I used to spend a lot of time debugging these issues in my previous role as a product lead at a series A funded startup. If something is breaking in our tech stack - I would get all my tech leads in a room together and try to find the root cause of the issue. It's not a pleasant experience, to say the least. We would spend several hours biting our nails in the meeting room trying to poke the systems in different ways.

My co-founder also had his share of hard times trying to debug which service in their micro-services application is causing the issue.

The fact is this:

If you have to become a great company in this day and age, you have to provide a glitch-free customer experience. Period.

Customers are getting more and more demanding. They expect great service with sleek performing apps and huge discounts. And if you don't provide it they will take their business somewhere else. So, ensuring an error-free, fast, performant app is not just a good to have - but table stakes today.

But you can't start digging the well when you are thirsty. You need to prepare for it.

Hence, monitoring and observability tools become critical.

At Β SigNoz, we are broadly targeting the domain of observability for microservice applications.

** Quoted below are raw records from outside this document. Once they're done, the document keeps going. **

//! Data models for companies, attached files, and configuration.

pub mod company;
pub mod config;
pub mod file;
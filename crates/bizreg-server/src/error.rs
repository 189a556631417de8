//! API error type and HTTP response mapping.

use axum::extract::multipart::MultipartError;
use axum::http::StatusCode;
use axum::response::{IntoResponse, Response};
use axum::Json;
use serde_json::json;
use thiserror::Error;
use tracing::error;

use bizreg_core::{OcrError, StoreError};

/// Errors surfaced to API clients as `{ "error": "..." }` bodies.
#[derive(Debug, Error)]
pub enum ApiError {
    /// Malformed request (missing file, bad multipart, bad field value).
    #[error("{0}")]
    BadRequest(String),

    /// The requested record does not exist.
    #[error("{0}")]
    NotFound(String),

    /// The OCR collaborator failed or is not configured.
    #[error("OCR failed: {0}")]
    Ocr(#[from] OcrError),

    /// Anything the client cannot do something about.
    #[error("{0}")]
    Internal(String),
}

impl From<StoreError> for ApiError {
    fn from(err: StoreError) -> Self {
        match err {
            StoreError::NotFound { .. } => ApiError::NotFound(err.to_string()),
            other => ApiError::Internal(other.to_string()),
        }
    }
}

impl From<std::io::Error> for ApiError {
    fn from(err: std::io::Error) -> Self {
        ApiError::Internal(err.to_string())
    }
}

impl From<MultipartError> for ApiError {
    fn from(err: MultipartError) -> Self {
        ApiError::BadRequest(format!("invalid multipart body: {err}"))
    }
}

impl IntoResponse for ApiError {
    fn into_response(self) -> Response {
        let status = match &self {
            ApiError::BadRequest(_) => StatusCode::BAD_REQUEST,
            ApiError::NotFound(_) => StatusCode::NOT_FOUND,
            ApiError::Ocr(_) => StatusCode::BAD_GATEWAY,
            ApiError::Internal(_) => StatusCode::INTERNAL_SERVER_ERROR,
        };

        if status.is_server_error() {
            error!("{self}");
        }

        (status, Json(json!({ "error": self.to_string() }))).into_response()
    }
}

What does that mean, you ask?

It means that

  • No issues come up in the software deployed in your cloud infra
  • You get proactive alerts if something bad is about to happen in your services
  • And, if some issue still creeps in, then you should be able to debug them in a matter of minutes

Of course, there are other players in this space, but we believe that there is a paradigm shift happening in how people run their software on the cloud. Cloud-native technologies like Kubernetes and Serverless are getting rapid adoption and they bring with them their own set of challenges and unique opportunities.

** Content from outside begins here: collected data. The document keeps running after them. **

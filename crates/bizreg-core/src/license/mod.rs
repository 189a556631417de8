//! Business-license field extraction module.
//!
//! Turns noisy OCR or plain-text output of a Korean business registration
//! certificate into structured fields. Extraction is pure and total: every
//! field is independently best-effort and a missing label never fails the
//! overall parse.

mod parser;
pub mod rules;
pub mod text;

pub use parser::{parse_license_text, ParsedLicense};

KubeCon conference attendance
KubeCon (leading k8s conference) attendance went from 500 to 23000 in 5 yrs

In this new world, monitoring can't be an afterthought but built into when you start building your systems. Any how-to guide on Kubernetes today also includes instruction on how to set up monitoring.

SigNoz GitHub repo

A peep into the Future​

We believe the AI/Robot age is already here. It's just that the robots are not roaming in the streets, as the movie Terminator showed it to be, but are settled in cloud provider data centers.

Robots

The robots are already here. They are just sitting in cloud datacentres. After all, if you think carefully - isn't a lot of our lives governed by the notifications we get on mobile or desktop. Be it slack pings, new offer on e-commerce, email, twitter replies or WhatsApp notifications. Our brain has got attuned to responding to these triggers like a Pavlovian dog. In a way, the robots are already here and controlling us, but by sitting in their comfortable datacentres.

Observability/monitoring is a way to ensure that these cloud-based robots are functioning properly and are doing what they are supposed to do. In spite of all the advancements in computer science, these cloud-based software systems are fragile and break quite often. Any software engineer who has deployed a service at least has a few stories to narrate on how he deployed services and the issues faced.

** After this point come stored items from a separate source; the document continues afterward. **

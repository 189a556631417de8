//! Raw-text acquisition for uploaded license files.
//!
//! Plain-text uploads are read directly; everything else goes through the
//! CLOVA OCR collaborator. The extractor downstream only ever sees a string.

use bizreg_core::{ClovaClient, OcrError};

use crate::error::ApiError;

/// Whether an upload should be read as plain text instead of OCR'd.
///
/// Declared text uploads win; otherwise the content type or a `.txt` suffix
/// decides.
pub fn is_plain_text(file_type: &str, file_name: &str, content_type: Option<&str>) -> bool {
    bizreg_core::models::file::is_text_file_type(file_type)
        || content_type == Some("text/plain")
        || file_name.to_lowercase().ends_with(".txt")
}

/// Turn uploaded bytes into raw text.
///
/// Text files decode lossily (OCR output is noisy anyway); images require a
/// configured OCR client and propagate its failure to the caller.
pub async fn acquire_raw_text(
    ocr: Option<&ClovaClient>,
    as_text: bool,
    file_name: &str,
    bytes: &[u8],
) -> Result<String, ApiError> {
    if as_text {
        return Ok(String::from_utf8_lossy(bytes).into_owned());
    }

    match ocr {
        Some(client) => Ok(client.recognize(bytes, Some(file_name)).await?),
        None => Err(ApiError::Ocr(OcrError::NotConfigured)),
    }
}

It would be unfair on our part to lament the fragility of software systems though. As a discipline, computers/software engineering is quite new. If you take the World War II code-breaking era as the start of programming, this discipline is only 70-80 years old. Some sources take the starting of software engineering as a discipline to be around 1960. So we are hardly 60 years in.

If you compare this timeline to human evolution, this is nothing. Humans have benefited from millions of years of tinkering by evolution - and have developed sophisticated mechanisms like immunity, self-healing. We believe that cloud systems will also get there and at a much faster pace compared to what evolution took.

This is what we believe SigNoz can help achieve. Making cloud systems become reliable, proactive and self-healing. We think that this future is possible in the next 5-10 years and we want to play our small part in achieving this.